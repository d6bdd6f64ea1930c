use elastic_core::{Rect, Signal, SubId};
use std::cell::Cell;
use std::rc::Rc;

/// Clip for the selected-appearance row.
///
/// Subscribed to the control's thumb signal, so every thumb write (drag,
/// animation frame, commit) is mirrored before the next paint.
pub struct MaskSync {
    clip: Rc<Cell<Rect>>,
    mirrored: Rc<Cell<u64>>,
    source: Signal<Rect>,
    sub: SubId,
}

impl MaskSync {
    pub fn attach(thumb: &Signal<Rect>) -> Self {
        let clip = Rc::new(Cell::new(thumb.get()));
        let mirrored = Rc::new(Cell::new(0));
        let sub = thumb.subscribe({
            let clip = clip.clone();
            let mirrored = mirrored.clone();
            move |r| {
                clip.set(*r);
                mirrored.set(mirrored.get() + 1);
            }
        });
        Self {
            clip,
            mirrored,
            source: thumb.clone(),
            sub,
        }
    }

    pub fn clip_rect(&self) -> Rect {
        self.clip.get()
    }

    /// Number of thumb updates mirrored so far.
    pub fn mirrored(&self) -> u64 {
        self.mirrored.get()
    }
}

impl Drop for MaskSync {
    fn drop(&mut self) {
        self.source.unsubscribe(self.sub);
    }
}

────

* **ABOUT THIS TASK**
Start copying at the line that contains "the selected-appearance row." and stop after the last line of the records, keeping every line exactly.

* **ANSWER TO THE PROBLEM**
/// Clip for the selected-appearance row.
///
/// Subscribed to the control's thumb signal, so every thumb write (drag,
/// animation frame, commit) is mirrored before the next paint.
pub struct MaskSync {
    clip: Rc<Cell<Rect>>,
    mirrored: Rc<Cell<u64>>,
    source: Signal<Rect>,
    sub: SubId,
}

impl MaskSync {
    pub fn attach(thumb: &Signal<Rect>) -> Self {
        let clip = Rc::new(Cell::new(thumb.get()));
        let mirrored = Rc::new(Cell::new(0));
        let sub = thumb.subscribe({
            let clip = clip.clone();
            let mirrored = mirrored.clone();
            move |r| {
                clip.set(*r);
                mirrored.set(mirrored.get() + 1);
            }
        });
        Self {
            clip,
            mirrored,
            source: thumb.clone(),
            sub,
        }
    }

    pub fn clip_rect(&self) -> Rect {
        self.clip.get()
    }

    /// Number of thumb updates mirrored so far.
    pub fn mirrored(&self) -> u64 {
        self.mirrored.get()
    }
}

impl Drop for MaskSync {
    fn drop(&mut self) {
        self.source.unsubscribe(self.sub);
    }
}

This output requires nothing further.